Release v3.15.1

Release 3.15.1

- Fixed tags replacement in password
  reset notifications.
- Fixed openAPI specification for
  appId parameter.

Release v3.14.2

Release 3.14.2

- Fixed tags replacement in password
  reset notifications.
- Fixed openAPI specification for
  appId parameter.

Release v3.15.0

Release 3.15.0

- This version contains DB changes!
- This version contains LDAP schema changes!

Changes
-------
- Support pushing MFA related attributes to the LDAP.
- Support sponsoring membership for existing user
  or not yet sponsored member.
- Support sponsored member creation from CSV.
- Support date ranges when getting exising applications
  for VO/Group.
- Extended validity of account activation links
  to default 72 hours.
- Exclude group applications when rejecting "too old"
  unverified or not approved applications by the VO rules.
- Redefined workflow in Metacentrum registrations
  regarded to isCesnetEligibleLastSeen attribute.
- Do not request password reset on Metacentrum
  membership extension.
- Various fixes for parsing of displayName in registrar.
- Support VO atributes in new getHashedData() structures.
- Added getAllSponsoredMembers() to API.
- Added getAllSponsoredMembersAndTheirSponsors() to API.
- Added checks for password reset templates content.
- Allow calling getPerunStatus() on read-only instances.
- Updated version of OpenAPI generator.
- Added methods of MembersManager to OpenAPI.
- Updated Spring Boot to 2.4.1 and Spring to 5.3.2.
- Fixed parent of BanNotExistsException.

Release v3.14.1

Release 3.14.1

- This version contains LDAP schema update!

- Support UUID and MFA attributes in LDAP.
- Allow to call getPerunStatus() on read-only perun instances.
- Reworked Metacentrum registration workflow
  to properly support isCesnetEligibleLastSeen attribute.

Release v3.14.0

Release 3.14.0

- This version contains DB changes!
- This version requires JDK 15 to build and run.

Changes
-------
- Added new auditlogger component, which reads auditer log
  and writes it into syslog for Kibana to read it from there.
- New API for sending "account activation" message with
  link to (re)set new password.
- Support creating sponsored members from CSV.
- Prevent group name collisions on group updates.
- Sponsor can search vo members and send password reset mails.
- Group manager can search users to be added into his group
  and VO from perun if they have identity (UserExtSource)
  originating from ExtSources assigned on group.
- Support updating submitted registration forms (until
  approved or rejected).
- Added modules for GEANT login-namespace.
- Fix API for updateSponsorshipValidity().
- Fix (de)serialization of LocalDate in auditer messages.
- Added API to get entities by list of IDs.
- Added API to get entities by roles.
- Define main entity in RolesManagementRules.
- Added CLI for listing, setting and updating sponsored members.
- Fixed CLI for setting roles without complementary object.
- Support large attributes in getUsersByAttribute().

Release v3.13.3

Release 3.13.3

- Fixed deserialization of audit messages with LocalDate.
  We now use string instead.

Release v3.13.2

Release 3.13.2

- Added modules for geant login-namespace.

Release v3.13.1

Release 3.13.1

- Fixed reading of parameters in roles
  management methods to prevent usage
  of fake IDs and their relations.

Release v3.13.0

Release 3.13.0

- This version contains LDAP schema update.
- This version contains DB schema update.

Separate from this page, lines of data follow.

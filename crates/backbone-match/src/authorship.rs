use backbone_types::{AuthorComparator, Equality};

/// Filler tokens that carry no author identity.
const NOISE: [&str; 6] = ["et", "al", "al.", "and", "ex", "in"];

/// Surname based authorship comparison.
///
/// Author strings are split into individual names, abbreviations compare by
/// prefix so "L." equals "Linnaeus", and years act as a veto: two different
/// years always make the comparison [`Equality::Different`].
#[derive(Clone, Copy, Debug, Default)]
pub struct DefaultAuthorComparator;

impl AuthorComparator for DefaultAuthorComparator {
    fn compare(
        &self,
        author1: Option<&str>,
        year1: Option<&str>,
        author2: Option<&str>,
        year2: Option<&str>,
    ) -> Equality {
        let years = compare_years(year1, year2);
        if years == Equality::Different {
            return Equality::Different;
        }
        let authors = compare_authors(author1, author2);
        if authors == Equality::Unknown {
            years
        } else {
            authors
        }
    }
}

fn compare_years(y1: Option<&str>, y2: Option<&str>) -> Equality {
    match (parse_year(y1), parse_year(y2)) {
        (Some(a), Some(b)) if a == b => Equality::Equal,
        (Some(_), Some(_)) => Equality::Different,
        _ => Equality::Unknown,
    }
}

fn parse_year(y: Option<&str>) -> Option<u32> {
    let digits: String = y?.chars().filter(|c| c.is_ascii_digit()).collect();
    if digits.len() == 4 {
        digits.parse().ok()
    } else {
        None
    }
}

fn compare_authors(a1: Option<&str>, a2: Option<&str>) -> Equality {
    let t1 = author_tokens(a1);
    let t2 = author_tokens(a2);
    if t1.is_empty() || t2.is_empty() {
        return Equality::Unknown;
    }
    let (small, large) = if t1.len() <= t2.len() { (&t1, &t2) } else { (&t2, &t1) };
    let matched = small
        .iter()
        .filter(|a| large.iter().any(|b| surnames_match(a, b)))
        .count();
    if matched == small.len() {
        Equality::Equal
    } else if matched == 0 {
        Equality::Different
    } else {
        Equality::Unknown
    }
}

/// Splits an authorship string into normalized surname tokens.
fn author_tokens(authorship: Option<&str>) -> Vec<String> {
    let Some(raw) = authorship else {
        return Vec::new();
    };
    raw.to_lowercase()
        .split([',', '&', ';'])
        .flat_map(|part| part.split_whitespace())
        .map(|t| t.trim_matches(['(', ')']).to_string())
        .filter(|t| !t.is_empty() && !NOISE.contains(&t.as_str()))
        .collect()
}

/// Abbreviated surnames compare by prefix, e.g. "l." matches "linnaeus".
fn surnames_match(a: &str, b: &str) -> bool {
    let abbrev_a = a.ends_with('.');
    let abbrev_b = b.ends_with('.');
    let a = a.trim_end_matches('.');
    let b = b.trim_end_matches('.');
    if a.is_empty() || b.is_empty() {
        return false;
    }
    match (abbrev_a, abbrev_b) {
        (false, false) => a == b,
        (true, false) => b.starts_with(a),
        (false, true) => a.starts_with(b),
        (true, true) => a.starts_with(b) || b.starts_with(a),
    }
}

- Support automatic application rejection after
  specified period of the time.
- Use shared mail configuration for registrar notifications.
- Ignore old "suspendedTo" Member property in API.
- Support filtering of results in getSponsoredMembers().
- Removed unused module login-namespace:kypo.
- Push new facility attributes to the LDAP.
- Fixed old DB changelog for 3.1.68.
- Added utility methods to convert existing sponsored
  users to sponsored members as we will remove sponsored
  users in the future.
- Fixed check on uniqe combination of sponsorship for
  sponsor and sponsored member. We throw exception when
  member is already sponsored.
- Added new serializer for reading data from Perun API
  named /jsonlite/. It ommits auditing properties like
  createdAt/By, modifieAt/By and some others.
- Methods getAdminGroups and getRichAdmins in AuthzResolver
  were reworked so it is possible to configure the acces rights.
- Fixed connection closed in pool of connections in LDAPc.
- Warn admin, that user has no mail filled for selected attribute,
  when sending password reset request to him.
- Updated Spring and Spring Boot.
- Validate members, when they become sponsored in the VO.
- Added methods to get role management rules for the new GUI.

Release v3.12.2

Release 3.12.2

- Ignore old "suspendedTo" property on API input.
- Fixed SQL for DB version 3.1.68.
- Test connection on borrow in connection pooling
  for LDAPc (when connecting to LDAP).